YOUR GOAL – Scan the data below and give the number of lines that include the word "overloaded", with no other words.

SOURCE INFORMATION –
------------------------------------------------

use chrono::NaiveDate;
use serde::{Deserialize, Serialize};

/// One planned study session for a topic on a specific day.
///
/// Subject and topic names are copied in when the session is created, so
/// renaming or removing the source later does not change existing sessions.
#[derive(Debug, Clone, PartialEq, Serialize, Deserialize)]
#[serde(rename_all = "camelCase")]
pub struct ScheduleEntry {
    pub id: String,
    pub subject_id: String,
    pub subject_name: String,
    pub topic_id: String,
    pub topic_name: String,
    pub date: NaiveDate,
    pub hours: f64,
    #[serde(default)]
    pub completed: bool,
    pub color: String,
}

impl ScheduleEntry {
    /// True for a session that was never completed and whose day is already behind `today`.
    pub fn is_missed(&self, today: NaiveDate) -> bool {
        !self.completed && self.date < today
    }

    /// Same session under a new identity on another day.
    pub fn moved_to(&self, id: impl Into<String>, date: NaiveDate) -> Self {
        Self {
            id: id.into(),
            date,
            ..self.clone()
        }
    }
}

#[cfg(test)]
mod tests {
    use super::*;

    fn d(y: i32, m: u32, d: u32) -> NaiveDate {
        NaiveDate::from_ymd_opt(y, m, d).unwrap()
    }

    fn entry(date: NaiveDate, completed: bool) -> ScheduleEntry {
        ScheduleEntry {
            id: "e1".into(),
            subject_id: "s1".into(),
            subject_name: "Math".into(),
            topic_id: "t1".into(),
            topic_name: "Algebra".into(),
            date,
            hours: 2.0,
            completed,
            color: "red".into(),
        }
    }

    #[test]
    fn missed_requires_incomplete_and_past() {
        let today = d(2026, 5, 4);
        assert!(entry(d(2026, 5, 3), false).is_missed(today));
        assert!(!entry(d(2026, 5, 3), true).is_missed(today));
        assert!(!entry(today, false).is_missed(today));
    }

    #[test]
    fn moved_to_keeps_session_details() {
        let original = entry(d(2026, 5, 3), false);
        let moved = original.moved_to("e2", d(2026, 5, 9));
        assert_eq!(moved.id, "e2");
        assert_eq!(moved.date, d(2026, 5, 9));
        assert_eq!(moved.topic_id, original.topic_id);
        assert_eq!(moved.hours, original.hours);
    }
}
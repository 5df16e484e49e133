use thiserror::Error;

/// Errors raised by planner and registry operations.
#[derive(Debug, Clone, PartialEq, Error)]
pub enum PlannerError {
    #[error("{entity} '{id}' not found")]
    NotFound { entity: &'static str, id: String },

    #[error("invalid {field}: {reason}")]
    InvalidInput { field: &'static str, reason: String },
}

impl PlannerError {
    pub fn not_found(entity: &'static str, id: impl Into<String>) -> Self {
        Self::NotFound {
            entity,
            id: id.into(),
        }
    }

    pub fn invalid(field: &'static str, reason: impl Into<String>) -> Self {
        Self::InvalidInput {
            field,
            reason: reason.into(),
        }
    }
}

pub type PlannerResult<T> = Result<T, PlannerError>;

------------------------------------------------

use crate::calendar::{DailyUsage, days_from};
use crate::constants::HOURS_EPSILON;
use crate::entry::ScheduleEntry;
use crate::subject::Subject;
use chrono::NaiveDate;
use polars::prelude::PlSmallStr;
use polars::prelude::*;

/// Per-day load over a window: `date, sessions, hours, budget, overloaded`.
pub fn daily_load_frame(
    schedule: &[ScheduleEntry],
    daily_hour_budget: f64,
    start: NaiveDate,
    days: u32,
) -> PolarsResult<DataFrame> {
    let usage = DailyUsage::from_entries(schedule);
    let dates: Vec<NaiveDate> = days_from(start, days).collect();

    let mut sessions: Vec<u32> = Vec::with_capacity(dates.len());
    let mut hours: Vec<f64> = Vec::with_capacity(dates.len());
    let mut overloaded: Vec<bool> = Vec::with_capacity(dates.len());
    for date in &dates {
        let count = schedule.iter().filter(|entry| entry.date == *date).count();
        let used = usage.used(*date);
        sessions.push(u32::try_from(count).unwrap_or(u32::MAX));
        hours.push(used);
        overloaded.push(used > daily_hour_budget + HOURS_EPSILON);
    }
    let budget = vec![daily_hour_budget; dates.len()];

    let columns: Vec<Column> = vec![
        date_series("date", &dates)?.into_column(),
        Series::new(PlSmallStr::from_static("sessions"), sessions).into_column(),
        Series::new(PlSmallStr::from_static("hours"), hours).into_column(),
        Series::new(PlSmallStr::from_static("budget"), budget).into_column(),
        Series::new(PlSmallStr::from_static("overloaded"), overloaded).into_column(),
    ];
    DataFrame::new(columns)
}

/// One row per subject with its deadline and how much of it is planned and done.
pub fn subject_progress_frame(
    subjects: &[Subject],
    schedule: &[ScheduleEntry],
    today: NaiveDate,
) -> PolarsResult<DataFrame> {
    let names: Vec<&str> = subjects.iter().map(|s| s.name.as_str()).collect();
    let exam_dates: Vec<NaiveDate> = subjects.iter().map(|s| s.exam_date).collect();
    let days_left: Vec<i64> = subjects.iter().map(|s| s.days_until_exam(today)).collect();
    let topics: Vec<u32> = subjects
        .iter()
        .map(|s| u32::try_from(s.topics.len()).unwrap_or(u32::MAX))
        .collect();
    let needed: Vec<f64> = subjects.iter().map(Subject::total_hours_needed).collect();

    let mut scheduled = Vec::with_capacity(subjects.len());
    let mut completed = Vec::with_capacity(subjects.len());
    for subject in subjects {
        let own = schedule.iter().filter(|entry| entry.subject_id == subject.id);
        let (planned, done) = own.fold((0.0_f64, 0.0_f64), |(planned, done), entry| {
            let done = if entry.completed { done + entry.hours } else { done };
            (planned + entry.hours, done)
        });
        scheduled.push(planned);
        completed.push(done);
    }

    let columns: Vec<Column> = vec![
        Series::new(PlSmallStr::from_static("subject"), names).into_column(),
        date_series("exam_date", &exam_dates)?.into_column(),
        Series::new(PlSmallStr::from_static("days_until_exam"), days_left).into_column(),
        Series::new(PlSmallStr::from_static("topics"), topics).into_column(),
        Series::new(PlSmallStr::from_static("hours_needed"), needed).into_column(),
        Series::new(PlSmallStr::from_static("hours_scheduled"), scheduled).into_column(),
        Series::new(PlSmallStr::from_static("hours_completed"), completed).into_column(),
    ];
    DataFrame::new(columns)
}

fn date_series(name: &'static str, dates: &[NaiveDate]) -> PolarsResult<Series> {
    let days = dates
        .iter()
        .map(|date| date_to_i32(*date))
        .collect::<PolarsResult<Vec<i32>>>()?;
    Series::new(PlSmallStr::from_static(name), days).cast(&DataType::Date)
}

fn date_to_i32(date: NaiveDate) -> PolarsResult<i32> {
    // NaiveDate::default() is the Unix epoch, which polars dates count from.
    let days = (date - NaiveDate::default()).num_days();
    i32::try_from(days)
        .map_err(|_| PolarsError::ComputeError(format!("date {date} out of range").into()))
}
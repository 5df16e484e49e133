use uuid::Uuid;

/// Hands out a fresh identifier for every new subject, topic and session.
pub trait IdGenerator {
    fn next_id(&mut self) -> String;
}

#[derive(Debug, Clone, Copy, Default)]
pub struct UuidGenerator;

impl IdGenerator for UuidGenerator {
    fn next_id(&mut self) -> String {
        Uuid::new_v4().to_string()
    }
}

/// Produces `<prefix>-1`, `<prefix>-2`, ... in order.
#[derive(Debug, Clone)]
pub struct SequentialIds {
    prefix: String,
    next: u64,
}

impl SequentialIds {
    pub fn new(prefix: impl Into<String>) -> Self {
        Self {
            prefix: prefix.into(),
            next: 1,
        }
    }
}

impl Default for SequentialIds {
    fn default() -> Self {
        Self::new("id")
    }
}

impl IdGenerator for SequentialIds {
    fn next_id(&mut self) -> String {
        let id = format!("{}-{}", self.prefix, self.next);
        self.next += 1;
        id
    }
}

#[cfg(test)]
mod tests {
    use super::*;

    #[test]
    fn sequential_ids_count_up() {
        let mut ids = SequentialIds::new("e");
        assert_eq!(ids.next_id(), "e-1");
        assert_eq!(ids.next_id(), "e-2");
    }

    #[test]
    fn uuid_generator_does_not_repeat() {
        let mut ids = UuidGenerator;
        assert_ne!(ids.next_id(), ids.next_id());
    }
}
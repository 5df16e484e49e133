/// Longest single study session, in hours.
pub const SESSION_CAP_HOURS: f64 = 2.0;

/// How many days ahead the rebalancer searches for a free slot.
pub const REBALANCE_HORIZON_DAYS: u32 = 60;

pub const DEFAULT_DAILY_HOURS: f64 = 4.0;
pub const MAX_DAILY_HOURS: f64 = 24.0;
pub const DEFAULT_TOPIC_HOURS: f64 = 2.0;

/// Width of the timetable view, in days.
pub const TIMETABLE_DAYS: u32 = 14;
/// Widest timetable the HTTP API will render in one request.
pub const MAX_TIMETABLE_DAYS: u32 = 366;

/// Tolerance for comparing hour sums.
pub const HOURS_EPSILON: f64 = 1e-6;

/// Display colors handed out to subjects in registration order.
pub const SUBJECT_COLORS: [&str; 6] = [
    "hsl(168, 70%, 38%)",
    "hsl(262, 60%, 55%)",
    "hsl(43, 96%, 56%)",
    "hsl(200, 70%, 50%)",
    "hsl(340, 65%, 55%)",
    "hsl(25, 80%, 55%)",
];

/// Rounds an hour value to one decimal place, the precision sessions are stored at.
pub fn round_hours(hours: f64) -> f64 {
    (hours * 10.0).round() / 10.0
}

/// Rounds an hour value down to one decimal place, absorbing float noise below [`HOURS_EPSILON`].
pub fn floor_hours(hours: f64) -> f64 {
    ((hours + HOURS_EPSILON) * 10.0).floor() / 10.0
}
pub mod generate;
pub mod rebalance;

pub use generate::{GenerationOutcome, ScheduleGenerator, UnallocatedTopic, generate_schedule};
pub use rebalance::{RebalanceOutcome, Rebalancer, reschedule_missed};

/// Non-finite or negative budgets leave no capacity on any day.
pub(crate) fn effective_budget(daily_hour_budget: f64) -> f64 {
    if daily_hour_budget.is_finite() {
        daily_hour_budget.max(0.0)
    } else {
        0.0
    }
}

------------------------------------------------

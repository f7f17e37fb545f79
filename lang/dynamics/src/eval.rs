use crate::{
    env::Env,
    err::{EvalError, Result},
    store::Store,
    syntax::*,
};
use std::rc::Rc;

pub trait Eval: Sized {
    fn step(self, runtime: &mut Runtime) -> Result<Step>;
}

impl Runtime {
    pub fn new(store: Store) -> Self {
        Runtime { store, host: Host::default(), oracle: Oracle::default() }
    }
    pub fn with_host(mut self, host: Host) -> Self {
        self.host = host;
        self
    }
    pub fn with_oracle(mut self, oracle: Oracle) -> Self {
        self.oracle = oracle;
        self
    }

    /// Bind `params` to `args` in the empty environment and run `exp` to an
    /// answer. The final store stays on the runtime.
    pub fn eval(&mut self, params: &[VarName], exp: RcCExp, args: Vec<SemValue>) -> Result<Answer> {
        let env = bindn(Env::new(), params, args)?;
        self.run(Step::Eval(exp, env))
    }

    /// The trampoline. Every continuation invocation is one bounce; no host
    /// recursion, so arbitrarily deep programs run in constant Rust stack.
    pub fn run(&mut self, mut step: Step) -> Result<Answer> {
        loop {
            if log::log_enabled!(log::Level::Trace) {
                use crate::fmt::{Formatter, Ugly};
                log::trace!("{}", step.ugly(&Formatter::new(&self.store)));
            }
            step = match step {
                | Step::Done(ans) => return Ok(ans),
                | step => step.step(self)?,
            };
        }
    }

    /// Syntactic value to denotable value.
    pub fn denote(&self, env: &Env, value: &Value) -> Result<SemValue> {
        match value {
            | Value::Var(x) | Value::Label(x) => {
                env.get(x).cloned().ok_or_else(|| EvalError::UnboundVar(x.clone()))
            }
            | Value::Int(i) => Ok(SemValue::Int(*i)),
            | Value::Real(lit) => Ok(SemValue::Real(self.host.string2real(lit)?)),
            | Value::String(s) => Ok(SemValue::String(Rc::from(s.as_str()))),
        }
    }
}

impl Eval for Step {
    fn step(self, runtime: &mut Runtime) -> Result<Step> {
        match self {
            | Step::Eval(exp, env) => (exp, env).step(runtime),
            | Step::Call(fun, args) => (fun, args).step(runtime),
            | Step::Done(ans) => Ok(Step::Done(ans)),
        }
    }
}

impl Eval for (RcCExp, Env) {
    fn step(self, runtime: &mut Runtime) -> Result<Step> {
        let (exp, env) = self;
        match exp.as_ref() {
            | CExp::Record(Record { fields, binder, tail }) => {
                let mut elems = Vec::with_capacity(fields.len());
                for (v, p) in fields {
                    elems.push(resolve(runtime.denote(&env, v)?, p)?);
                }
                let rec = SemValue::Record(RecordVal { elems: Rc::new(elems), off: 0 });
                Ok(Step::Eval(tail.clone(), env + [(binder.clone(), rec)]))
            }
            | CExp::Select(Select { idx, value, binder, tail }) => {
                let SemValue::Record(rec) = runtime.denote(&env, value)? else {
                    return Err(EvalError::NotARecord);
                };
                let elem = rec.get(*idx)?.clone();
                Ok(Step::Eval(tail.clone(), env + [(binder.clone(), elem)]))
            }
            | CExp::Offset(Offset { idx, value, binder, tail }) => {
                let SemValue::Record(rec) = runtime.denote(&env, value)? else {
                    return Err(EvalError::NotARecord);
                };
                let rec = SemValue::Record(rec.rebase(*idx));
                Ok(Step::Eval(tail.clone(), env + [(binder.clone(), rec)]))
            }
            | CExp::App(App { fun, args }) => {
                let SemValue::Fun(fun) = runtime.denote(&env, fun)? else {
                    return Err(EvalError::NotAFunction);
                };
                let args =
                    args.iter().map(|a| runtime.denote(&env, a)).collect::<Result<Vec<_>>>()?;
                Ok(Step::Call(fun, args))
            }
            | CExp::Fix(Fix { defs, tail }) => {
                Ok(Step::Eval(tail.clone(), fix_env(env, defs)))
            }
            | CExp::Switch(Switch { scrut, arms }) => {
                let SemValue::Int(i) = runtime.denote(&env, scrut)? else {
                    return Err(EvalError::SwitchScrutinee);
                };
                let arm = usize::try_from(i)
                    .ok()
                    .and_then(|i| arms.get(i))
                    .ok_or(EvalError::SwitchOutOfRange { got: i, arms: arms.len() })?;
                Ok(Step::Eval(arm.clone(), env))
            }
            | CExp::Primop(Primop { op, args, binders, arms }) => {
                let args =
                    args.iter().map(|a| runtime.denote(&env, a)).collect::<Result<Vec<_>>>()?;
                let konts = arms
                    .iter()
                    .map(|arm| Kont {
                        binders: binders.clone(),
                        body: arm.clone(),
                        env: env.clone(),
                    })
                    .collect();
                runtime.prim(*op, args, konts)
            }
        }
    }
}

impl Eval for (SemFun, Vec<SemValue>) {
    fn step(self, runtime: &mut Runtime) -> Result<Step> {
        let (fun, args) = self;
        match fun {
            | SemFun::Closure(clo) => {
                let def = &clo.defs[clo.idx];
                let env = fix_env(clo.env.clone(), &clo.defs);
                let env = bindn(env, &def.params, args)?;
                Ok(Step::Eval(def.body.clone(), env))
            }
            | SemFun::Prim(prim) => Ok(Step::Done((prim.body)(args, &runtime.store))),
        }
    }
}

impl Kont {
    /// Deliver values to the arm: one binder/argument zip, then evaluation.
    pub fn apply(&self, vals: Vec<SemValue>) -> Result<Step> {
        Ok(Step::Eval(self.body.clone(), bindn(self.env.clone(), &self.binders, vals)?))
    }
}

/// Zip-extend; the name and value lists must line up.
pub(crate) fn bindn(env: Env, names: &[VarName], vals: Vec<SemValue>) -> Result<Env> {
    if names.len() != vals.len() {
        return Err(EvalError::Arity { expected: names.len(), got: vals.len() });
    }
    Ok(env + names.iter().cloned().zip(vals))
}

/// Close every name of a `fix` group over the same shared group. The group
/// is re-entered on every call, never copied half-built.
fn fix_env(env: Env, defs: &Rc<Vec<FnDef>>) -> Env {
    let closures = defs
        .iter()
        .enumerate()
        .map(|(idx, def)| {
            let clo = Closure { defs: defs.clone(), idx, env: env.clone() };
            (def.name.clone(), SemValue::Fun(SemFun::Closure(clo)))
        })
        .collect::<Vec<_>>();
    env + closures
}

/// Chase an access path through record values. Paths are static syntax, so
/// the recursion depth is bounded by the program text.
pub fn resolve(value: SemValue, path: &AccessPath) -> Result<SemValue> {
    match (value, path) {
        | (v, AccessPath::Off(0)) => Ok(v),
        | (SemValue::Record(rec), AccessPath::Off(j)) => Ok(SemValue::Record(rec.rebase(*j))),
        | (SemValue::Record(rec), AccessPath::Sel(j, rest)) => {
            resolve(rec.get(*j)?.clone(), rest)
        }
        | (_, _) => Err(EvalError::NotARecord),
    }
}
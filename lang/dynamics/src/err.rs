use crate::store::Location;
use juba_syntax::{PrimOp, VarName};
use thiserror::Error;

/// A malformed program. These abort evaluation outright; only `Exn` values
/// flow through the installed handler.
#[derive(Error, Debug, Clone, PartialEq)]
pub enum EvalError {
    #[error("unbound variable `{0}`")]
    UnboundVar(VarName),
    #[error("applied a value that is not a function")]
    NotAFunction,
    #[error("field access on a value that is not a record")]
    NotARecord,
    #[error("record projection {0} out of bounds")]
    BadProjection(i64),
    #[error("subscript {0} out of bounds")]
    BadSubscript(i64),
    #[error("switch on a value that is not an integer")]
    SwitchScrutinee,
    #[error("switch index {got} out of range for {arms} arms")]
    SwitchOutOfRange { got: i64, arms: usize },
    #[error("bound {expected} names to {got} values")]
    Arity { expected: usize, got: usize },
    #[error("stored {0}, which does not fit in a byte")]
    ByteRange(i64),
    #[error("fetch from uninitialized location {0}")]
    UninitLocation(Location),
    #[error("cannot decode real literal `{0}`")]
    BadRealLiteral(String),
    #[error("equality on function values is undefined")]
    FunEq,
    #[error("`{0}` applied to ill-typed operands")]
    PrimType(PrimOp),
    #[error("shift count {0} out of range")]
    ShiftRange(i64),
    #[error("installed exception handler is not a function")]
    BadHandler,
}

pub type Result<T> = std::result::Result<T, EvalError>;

------------------------------------------------

RESULT – 4